Ein Sommer mit Luchsen

Eine Wildtierfotografin dokumentierte einen Sommer lang eine Luchsfamilie, die unter der Terrasse einer Ranch lebte, und sah den Jungtieren beim Erwachsenwerden zu.

Von Alexa Keefe
bilder von Karine Aigner
Veröffentlicht am 14. Jan. 2021, 14:54 MEZ
Rotluchse

Jeden Abend kamen die Luchsmutter und ihr Nachwuchs unter dem Haus hervor. Sie gingen direkt zum Wassernapf, der vom Ranchbesitzer ständig aufgefüllt wurde.

Foto von Karine Aigner

An einem heißen Tag in Texas im Juni 2017 begegnete die Tierfotografin Karine Aigner einem Rotluchs – und eine unerwartete Beziehung begann.

„Man hatte mir gesagt, dass seit Jahren Rotluchse unter dem Gebäude hausen. Aber in den sechs Sommern, in denen ich auf der Ranch Fotografie-Workshops gegeben hatte, hatte ich sie nur ein- oder zweimal gesehen.“

Rotluchse sind notorisch scheu, und obwohl sie überall in den Vereinigten Staaten leben, erhascht man selten mehr als einen flüchtigen Blick auf sie. Aigner hatte die Tiere daher nie ernsthaft als Fotomotive in Betracht gezogen.

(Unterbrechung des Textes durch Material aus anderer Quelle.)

use crate::Id;
use std::collections::{HashMap, HashSet};

/// Simple HashMap-based name generator that generates new names for each
/// prefix.
#[derive(Clone, Debug, Default)]
pub struct NameGenerator {
    name_hash: HashMap<Id, i64>,
    generated_names: HashSet<Id>,
}

impl NameGenerator {
    /// Create a NameGenerator where `names` are already defined so that this generator
    /// will never generate those names.
    pub fn with_prev_defined_names(names: HashSet<Id>) -> Self {
        NameGenerator {
            generated_names: names,
            name_hash: HashMap::default(),
        }
    }

    /// Returns a new name that starts with `prefix`.
    /// For example:
    /// ```ignore
    /// namegen.gen_name("buf");  // Generates "buf0"
    /// namegen.gen_name("buf");  // Generates "buf1"
    /// ```
    pub fn gen_name<S>(&mut self, prefix: S) -> Id
    where
        S: Into<Id>,
    {
        let mut cur_prefix: Id = prefix.into();
        loop {
            let count = self
                .name_hash
                .entry(cur_prefix)
                .and_modify(|v| *v += 1)
                .or_insert(-1);

            let name = if *count == -1 {
                cur_prefix
            } else {
                Id::from(cur_prefix.to_string() + &count.to_string())
            };

            if !self.generated_names.contains(&name) {
                self.generated_names.insert(name);
                return name;
            }

            cur_prefix = name;
        }
    }
}
//! `clkbuf`: CLI entry point for the clock-buffer insertion pass.
mod cmdline;

use clkbuf_ir::{read_design, write_design};
use clkbuf_opt::config::CellTypeConfig;
use clkbuf_utils::ClkbufResult;
use cmdline::Opts;
use std::fs::File;
use std::io::{stdin, BufReader};

fn main() -> ClkbufResult<()> {
    let opts: Opts = argh::from_env();

    env_logger::Builder::from_env(env_logger::Env::default().default_filter_or(opts.log_level.as_str()))
        .format_timestamp(None)
        .init();

    let config = opts.pass_config();
    let cell_types = CellTypeConfig::default();

    let mut design = match &opts.file {
        Some(path) => read_design(BufReader::new(File::open(path)?))?,
        None => read_design(BufReader::new(stdin()))?,
    };

    if let Some(lib_path) = &opts.lib_path {
        let mut lib_design = read_design(BufReader::new(File::open(lib_path)?))?;
        for module in lib_design.modules.drain() {
            if design.find(module.name).is_none() {
                design.add_module(module);
            }
        }
    }

    let top = design.top_name()?;
    log::debug!("clkbuf: top module is `{top}`");

    let summary = clkbuf_opt::run(&mut design, &config, &cell_types)?;
    if !opts.quiet {
        log::info!(
            "clkbuf: {} module(s) processed, {} generated-clock diagnostic(s)",
            summary.modules_processed,
            summary.generated_clocks
        );
    }

    let mut output = opts.output;
    write_design(&design, output.get_write()?)?;
    Ok(())
}
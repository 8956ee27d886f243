//! JSON persistence for a [`crate::Design`].
//!
//! There is no host synthesis framework here to hand us an already-parsed
//! netlist, so this module is the concrete (if minimal) stand-in for it: a
//! `Design` serializes to a JSON object keyed by module name, each value
//! shaped like
//!
//! ```json
//! {
//!   "is_top": true,
//!   "is_blackbox": false,
//!   "ports": ["clk"],
//!   "wires": [
//!     {"Wire": ["clk", 0]}
//!   ],
//!   "cells": [
//!     {"name": "ff0", "cell_type": "DFFRE", "connections": {"C": [{"Wire": ["clk", 0]}]}, "attributes": {}}
//!   ],
//!   "connections": []
//! }
//! ```
//!
//! requires the `serialize` feature (mirrors `calyx_ir`'s own
//! `serialize` feature gating `Context`'s `Serialize` impl).
use crate::Design;
use clkbuf_utils::ClkbufResult;
use std::io::{Read, Write};

/// Parse a [`Design`] from a JSON reader.
pub fn read_design<R: Read>(r: R) -> ClkbufResult<Design> {
    Ok(serde_json::from_reader(r)?)
}

/// Serialize a [`Design`] as pretty-printed JSON.
pub fn write_design<W: Write>(design: &Design, w: W) -> ClkbufResult<()> {
    serde_json::to_writer_pretty(w, design)?;
    Ok(())
}
//! Analyses consulted by the clock-buffer insertion pass. Mirrors
//! `calyx-opt`'s split between data-independent analyses (here:
//! [`canon`], [`catalogue`], [`hierarchy`]) and the pass that drives them
//! (`crate::passes::clock_buffer_insertion`).
mod canon;
mod catalogue;
mod hierarchy;

pub use canon::Canon;
pub use catalogue::{build_from_blackboxes, Catalogue, PortBit};
pub use hierarchy::post_order;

Aber als sie in jener Woche eines der Jungtiere über die Terrasse huschen sah, beschloss Aigner, ihr Glück zu versuchen. „Ich habe mir eingeredet, dass ich hinter meinem Pseudoversteck aus Tarnnetz, das auf beiden Seiten an den Terrassenstühlen befestigt war, gut versteckt sein würde“, sagt sie. „Ich habe einfach improvisiert.“

Sie schmorte in der heißen Nachmittagssonne mit ihrem 600-mm-Objektiv, das auf eine Wasserschüssel gerichtet war, die der Besitzer des Hauses auf die Terrasse gestellt hatte.

„Als die Sonne begann unterzugehen, tauchte sie auf – lautlos und aus heiterem Himmel, wie es die Art der Luchse ist“, erinnert sich Aigner. Ihr Herz raste, als sie beobachtete, wie das Tier, das sie später Momcat taufte, Wasser aus der Schüssel trank. An ihrer Seite: eines ihrer Kitten. „Wir sahen uns eine gefühlte Ewigkeit lang in die Augen – meine Tarnvorrichtung funktionierte ganz offensichtlich nicht.“

Die Ranch bot mehr als nur Schutz vor schwülen Nachmittagen: Für die jungen Luchse war sie ein Abenteuerspielplatz.

Foto von Karine Aigner

Aigner änderte ihren Plan, damit sie den Rest des Sommers mit Momcat und ihren drei Jungen verbringen konnte. Sie brachte ihre Tage damit zu, die Tiere schweigsam dabei zu beobachten, wie sie ihrer täglichen Routine nachgingen: Sie schliefen zusammen unter dem Haus, bis die Hitze nachließ, und gingen dann gemeinsam nach draußen, um zu trinken, zu spielen und sich zu putzen.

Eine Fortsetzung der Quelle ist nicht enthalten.